> _Aim of the task_
Go over the lines below, and when one contains the word "degrees", copy it.

> _Supplied data_

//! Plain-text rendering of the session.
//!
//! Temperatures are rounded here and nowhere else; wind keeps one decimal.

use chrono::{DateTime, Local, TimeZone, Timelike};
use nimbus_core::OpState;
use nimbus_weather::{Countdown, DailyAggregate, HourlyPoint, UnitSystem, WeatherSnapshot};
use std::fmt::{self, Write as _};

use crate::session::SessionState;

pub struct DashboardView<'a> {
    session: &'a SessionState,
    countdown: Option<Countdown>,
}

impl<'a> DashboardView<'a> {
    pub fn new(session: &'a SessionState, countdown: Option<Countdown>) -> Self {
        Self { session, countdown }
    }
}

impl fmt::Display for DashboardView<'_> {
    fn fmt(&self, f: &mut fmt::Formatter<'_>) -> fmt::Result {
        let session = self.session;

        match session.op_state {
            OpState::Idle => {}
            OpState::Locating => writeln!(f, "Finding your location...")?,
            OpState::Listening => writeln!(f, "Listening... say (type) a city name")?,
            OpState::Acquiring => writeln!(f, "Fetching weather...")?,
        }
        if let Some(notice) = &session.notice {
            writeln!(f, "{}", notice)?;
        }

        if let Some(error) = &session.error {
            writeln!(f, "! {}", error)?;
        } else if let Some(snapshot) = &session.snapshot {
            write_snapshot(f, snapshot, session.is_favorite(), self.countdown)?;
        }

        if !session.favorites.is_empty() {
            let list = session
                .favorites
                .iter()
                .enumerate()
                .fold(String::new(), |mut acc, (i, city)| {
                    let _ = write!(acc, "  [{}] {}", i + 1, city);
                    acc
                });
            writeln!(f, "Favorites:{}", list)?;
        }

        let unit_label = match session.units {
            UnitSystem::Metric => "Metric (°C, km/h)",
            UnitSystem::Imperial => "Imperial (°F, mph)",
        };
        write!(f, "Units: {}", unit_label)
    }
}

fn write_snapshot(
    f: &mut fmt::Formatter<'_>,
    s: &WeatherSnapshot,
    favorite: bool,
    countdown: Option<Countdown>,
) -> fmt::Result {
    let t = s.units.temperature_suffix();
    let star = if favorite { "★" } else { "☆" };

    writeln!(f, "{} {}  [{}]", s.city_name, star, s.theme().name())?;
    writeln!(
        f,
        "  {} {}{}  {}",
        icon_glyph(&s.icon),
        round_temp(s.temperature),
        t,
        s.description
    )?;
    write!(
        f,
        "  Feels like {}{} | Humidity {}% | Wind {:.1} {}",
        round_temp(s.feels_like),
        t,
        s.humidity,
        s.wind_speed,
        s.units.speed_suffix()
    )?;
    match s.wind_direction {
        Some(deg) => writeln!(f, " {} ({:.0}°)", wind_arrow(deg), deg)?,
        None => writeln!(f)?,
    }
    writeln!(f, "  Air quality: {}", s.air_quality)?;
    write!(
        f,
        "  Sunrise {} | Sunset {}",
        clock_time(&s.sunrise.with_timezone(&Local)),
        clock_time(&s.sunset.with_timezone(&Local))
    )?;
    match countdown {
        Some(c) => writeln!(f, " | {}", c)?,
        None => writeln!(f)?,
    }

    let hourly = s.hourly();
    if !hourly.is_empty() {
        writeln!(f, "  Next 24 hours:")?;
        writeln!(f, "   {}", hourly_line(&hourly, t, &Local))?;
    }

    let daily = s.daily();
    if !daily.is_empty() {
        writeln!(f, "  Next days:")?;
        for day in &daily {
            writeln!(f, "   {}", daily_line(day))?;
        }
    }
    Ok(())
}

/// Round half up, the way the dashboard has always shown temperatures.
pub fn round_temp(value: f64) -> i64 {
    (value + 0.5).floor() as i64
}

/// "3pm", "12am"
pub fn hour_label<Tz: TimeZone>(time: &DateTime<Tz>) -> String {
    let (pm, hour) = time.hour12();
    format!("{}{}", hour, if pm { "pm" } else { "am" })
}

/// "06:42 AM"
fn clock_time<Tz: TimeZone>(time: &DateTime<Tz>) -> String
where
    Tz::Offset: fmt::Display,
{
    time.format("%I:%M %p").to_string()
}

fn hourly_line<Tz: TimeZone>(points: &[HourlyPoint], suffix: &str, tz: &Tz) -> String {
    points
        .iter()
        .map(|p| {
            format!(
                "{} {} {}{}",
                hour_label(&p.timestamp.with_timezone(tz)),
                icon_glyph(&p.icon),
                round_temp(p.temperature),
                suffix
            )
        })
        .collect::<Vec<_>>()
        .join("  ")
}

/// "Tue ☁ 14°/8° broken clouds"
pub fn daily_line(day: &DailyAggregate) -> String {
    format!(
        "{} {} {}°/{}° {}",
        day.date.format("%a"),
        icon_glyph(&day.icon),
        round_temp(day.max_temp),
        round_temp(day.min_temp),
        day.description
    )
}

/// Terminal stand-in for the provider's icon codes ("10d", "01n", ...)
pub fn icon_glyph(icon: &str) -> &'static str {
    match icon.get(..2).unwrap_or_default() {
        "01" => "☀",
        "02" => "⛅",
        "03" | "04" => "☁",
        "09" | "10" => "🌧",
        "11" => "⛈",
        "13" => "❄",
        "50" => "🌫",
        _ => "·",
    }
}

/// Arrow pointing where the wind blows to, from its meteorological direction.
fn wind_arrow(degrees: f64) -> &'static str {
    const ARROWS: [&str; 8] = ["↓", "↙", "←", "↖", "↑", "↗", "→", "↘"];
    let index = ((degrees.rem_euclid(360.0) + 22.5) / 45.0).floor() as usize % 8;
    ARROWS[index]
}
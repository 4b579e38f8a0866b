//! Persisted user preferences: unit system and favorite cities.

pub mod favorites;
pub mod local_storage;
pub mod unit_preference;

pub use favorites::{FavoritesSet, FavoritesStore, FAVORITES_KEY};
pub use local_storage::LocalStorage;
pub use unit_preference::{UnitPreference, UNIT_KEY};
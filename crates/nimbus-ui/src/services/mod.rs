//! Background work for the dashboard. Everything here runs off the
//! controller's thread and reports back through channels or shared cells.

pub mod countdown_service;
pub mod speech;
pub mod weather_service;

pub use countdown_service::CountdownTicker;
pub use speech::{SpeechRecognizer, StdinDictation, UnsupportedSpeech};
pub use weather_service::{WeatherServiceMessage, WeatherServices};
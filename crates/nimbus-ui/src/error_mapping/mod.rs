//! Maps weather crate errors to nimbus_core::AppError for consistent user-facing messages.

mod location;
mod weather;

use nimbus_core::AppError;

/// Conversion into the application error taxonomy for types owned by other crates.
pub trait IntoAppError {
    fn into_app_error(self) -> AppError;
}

> _Answer for this exercise_
fn wind_arrow(degrees: f64) -> &'static str {
    let index = ((degrees.rem_euclid(360.0) + 22.5) / 45.0).floor() as usize % 8;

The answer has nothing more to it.